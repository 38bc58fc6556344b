use crate::error::Result;
use crate::exec::CommandExecutor;

/// `systemctl` front-end.
#[derive(Debug, Clone, Copy)]
pub struct Systemd<'a, E: ?Sized> {
    exec: &'a E,
}

impl<'a, E> Systemd<'a, E>
where
    E: CommandExecutor + ?Sized,
{
    pub fn new(exec: &'a E) -> Self {
        Self { exec }
    }

    /// `systemctl is-active --quiet <unit>`; any failure counts as inactive.
    pub fn is_active(&self, unit: &str) -> bool {
        self.exec
            .run("systemctl", &["is-active", "--quiet", unit])
            .is_ok_and(|output| output.is_success())
    }

    /// # Errors
    ///
    /// Returns an error if `systemctl` fails.
    pub fn start(&self, unit: &str) -> Result<()> {
        self.systemctl(&["start", unit])
    }

    /// # Errors
    ///
    /// Returns an error if `systemctl` fails.
    pub fn stop(&self, unit: &str) -> Result<()> {
        self.systemctl(&["stop", unit])
    }

    /// # Errors
    ///
    /// Returns an error if `systemctl` fails.
    pub fn restart(&self, unit: &str) -> Result<()> {
        self.systemctl(&["restart", unit])
    }

    /// # Errors
    ///
    /// Returns an error if `systemctl` fails.
    pub fn enable_now(&self, unit: &str) -> Result<()> {
        self.systemctl(&["enable", "--now", unit])
    }

    /// # Errors
    ///
    /// Returns an error if `systemctl` fails.
    pub fn disable_now(&self, unit: &str) -> Result<()> {
        self.systemctl(&["disable", "--now", unit])
    }

    /// # Errors
    ///
    /// Returns an error if `systemctl` fails.
    pub fn daemon_reload(&self) -> Result<()> {
        self.systemctl(&["daemon-reload"])
    }

    fn systemctl(&self, args: &[&str]) -> Result<()> {
        self.exec.run_checked("systemctl", args).map(|_| ())
    }
}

========================================

Exercise aim ▸ Give only the number of lines in the entries above that contain the string "restart".

Task answer ▸ 2